Patriarchy has created two exclusive genders based a western biological reduction of the body, where medical, political, and religious authorities assign ‘sex’ based on physical attributes, while intersex people are pathologised for not fitting in either category. This is how gender hierarchies are justified and reproduced, as part of heterosexism and the nuclear family model.
These institutions and structures of top down power that reduce gender down to sex, that socially and legally enforce gender as obligatory behavioural categories, should be abolished. We recognise that there are more egalitarian Indigenous gender systems and we defend anyone’s right to identify with the roles of their gender under their religion or Indigenous culture, without assuming all traditional gender roles are inherently egalitarian. Basically, Anarchists believe all people should be free to choose the life that suits them, traditional or not, but they should avoid supporting policies or initiatives that force others to be like them.
While patriarchy predates capitalism, today patriarchy is a system rooted in colonial property relations and ownership, where positions of dominance and privilege are primarily held by cisgender and heterosexual men — even though patriarchy can be reproduced by anyone. As Anarchists we are against gender and sexual oppression, and recognise we must confront patriarchy head on in our organisations and social movements. While the state may grant some superficial LGBT rights and push rainbow capitalist initiatives, they also enable the right wing enforcement of violent policies of Trans and Queer exclusion in everyday life, and leave criminalised trans people to face state-sanctioned sexual violence.
We stand in solidarity with people of marginalised genders and sexualities, particularly those who are targeted with transmisogyny at the intersections of race, class, sexuality and disability. Our org seeks to learn from both class struggle feminist movements and revolutionary transfeminism, and to advocate for autonomous organising by working class women, gender and sexuality marginalised people. Gender self-determination requires building a feminist and anti-patriarchal counter power, especially within struggles around gendered labour, housing, childbirth and abortion, daycare, access to hormones and surgery, sexual and domestic violence etc.
We support the decriminalisation of sex work and for sex workers to form unions. We reject any so-called feminists that police what people do with their bodies and view sexual labour as not an equally legitimate livelihood as other jobs, which equally deserves respect, dignity, safety and fair wages. We reject liberal feminism that satisfies itself with the empowerment of the middle class cis woman, her career aspirations and of equalising boardrooms under capitalism — white liberal feminists benefit from having racialised housekeepers fill the role they previously occupied in their own homes. We reject “radical feminism” that relies on arguing a sex-based oppression, which in turn has produced a reactionary anti-trans politics aligned with fascism. Radical feminists discuss abstract harms to cis women and ‘their spaces’ by the inclusion of trans-women, while ignoring real harm felt by the trans community.

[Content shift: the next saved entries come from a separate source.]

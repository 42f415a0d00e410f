//! # Error Types
//!
//! Structured error types for shutter_core. The engine fails on an unusable
//! area or on a quantity too large to count; the rest cover the settings and
//! export file helpers.
//!
//! ## Example
//!
//! ```rust
//! use shutter_core::errors::{CalcError, CalcResult};
//!
//! fn check_area(total_area: f64) -> CalcResult<()> {
//!     if !(total_area > 0.0) {
//!         return Err(CalcError::invalid_area(total_area, "Area must be positive"));
//!     }
//!     Ok(())
//! }
//!
//! assert!(check_area(-5.0).is_err());
//! ```

use serde::{Deserialize, Serialize};
use thiserror::Error;

/// Result type alias for shutter_core operations
pub type CalcResult<T> = Result<T, CalcError>;

/// Structured error type for estimation operations.
#[derive(Error, Debug, Clone, Serialize, Deserialize, PartialEq)]
#[serde(tag = "type", content = "details")]
pub enum CalcError {
    /// Total area is zero, negative, NaN or infinite
    #[error("Invalid area: {value} - {reason}")]
    InvalidArea { value: String, reason: String },

    /// Any other input or settings value is invalid
    #[error("Invalid input for '{field}': {value} - {reason}")]
    InvalidInput {
        field: String,
        value: String,
        reason: String,
    },

    /// File I/O error
    #[error("File error: {operation} on '{path}' - {reason}")]
    FileError {
        operation: String,
        path: String,
        reason: String,
    },

    /// JSON serialization/deserialization error
    #[error("Serialization error: {reason}")]
    SerializationError { reason: String },

    /// A material quantity does not fit in a whole-unit count
    #[error("Quantity overflow: {value} exceeds {limit}")]
    QuantityOverflow { value: String, limit: u64 },
}

impl CalcError {
    /// Create an InvalidArea error
    pub fn invalid_area(value: f64, reason: impl Into<String>) -> Self {
        CalcError::InvalidArea {
            value: value.to_string(),
            reason: reason.into(),
        }
    }

    /// Create an InvalidInput error
    pub fn invalid_input(field: impl Into<String>, value: impl Into<String>, reason: impl Into<String>) -> Self {
        CalcError::InvalidInput {
            field: field.into(),
            value: value.into(),
            reason: reason.into(),
        }
    }

    /// Create a FileError
    pub fn file_error(operation: impl Into<String>, path: impl Into<String>, reason: impl Into<String>) -> Self {
        CalcError::FileError {
            operation: operation.into(),
            path: path.into(),
            reason: reason.into(),
        }
    }

    /// Create a SerializationError
    pub fn serialization(reason: impl Into<String>) -> Self {
        CalcError::SerializationError {
            reason: reason.into(),
        }
    }

    /// Create a QuantityOverflow error
    pub fn quantity_overflow(value: impl ToString, limit: u64) -> Self {
        CalcError::QuantityOverflow {
            value: value.to_string(),
            limit,
        }
    }

    /// True for errors caused by the caller's input rather than the environment
    pub fn is_input_error(&self) -> bool {
        matches!(
            self,
            CalcError::InvalidArea { .. } | CalcError::InvalidInput { .. } | CalcError::QuantityOverflow { .. }
        )
    }

    /// Get a short error code for programmatic handling
    pub fn error_code(&self) -> &'static str {
        match self {
            CalcError::InvalidArea { .. } => "INVALID_AREA",
            CalcError::InvalidInput { .. } => "INVALID_INPUT",
            CalcError::FileError { .. } => "FILE_ERROR",
            CalcError::SerializationError { .. } => "SERIALIZATION_ERROR",
            CalcError::QuantityOverflow { .. } => "QUANTITY_OVERFLOW",
        }
    }
}

impl From<serde_json::Error> for CalcError {
    fn from(err: serde_json::Error) -> Self {
        CalcError::serialization(err.to_string())
    }
}

#[cfg(test)]
mod tests {
    use super::*;

    #[test]
    fn test_error_serialization() {
        let error = CalcError::invalid_area(-5.0, "Area must be positive");
        let json = serde_json::to_string(&error).unwrap();
        assert!(json.contains("\"type\":\"InvalidArea\""));
        let roundtrip: CalcError = serde_json::from_str(&json).unwrap();
        assert_eq!(error, roundtrip);
    }

    #[test]
    fn test_error_codes() {
        assert_eq!(CalcError::invalid_area(0.0, "zero").error_code(), "INVALID_AREA");
        assert_eq!(
            CalcError::invalid_input("slabHeight", "-1", "must be positive").error_code(),
            "INVALID_INPUT"
        );
        assert_eq!(CalcError::serialization("bad json").error_code(), "SERIALIZATION_ERROR");
        assert_eq!(CalcError::quantity_overflow(1e300, 10).error_code(), "QUANTITY_OVERFLOW");
    }

    #[test]
    fn test_input_error_classification() {
        assert!(CalcError::invalid_area(f64::NAN, "not a number").is_input_error());
        assert!(!CalcError::file_error("write", "out.json", "denied").is_input_error());
    }

    #[test]
    fn test_display_message() {
        let error = CalcError::invalid_area(0.0, "Area must be positive");
        assert_eq!(error.to_string(), "Invalid area: 0 - Area must be positive");
    }
}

Our understanding of patriarchy goes beyond the oppression of women, and includes how it harms cis men, trans men, and other masculine gender-nonconforming folks. As an org, we are committed to unlearning the over-simplistic notions of masc-threat, fem-victim, and other gender and sexuality essentialisms, and seek to address gendered distribution of work to cultivate an org culture where people can meaningfully care for each other without coercion. Our organisation requires members to respect people’s bodily autonomy — boundaries are unique to each person and are meant to communicate how that specific person wants to be related to (or not) by others. No one gets to claim sovereignty over another person’s boundaries. For us, these behavioural agreements are to be lived fully within the org and in our personal lives.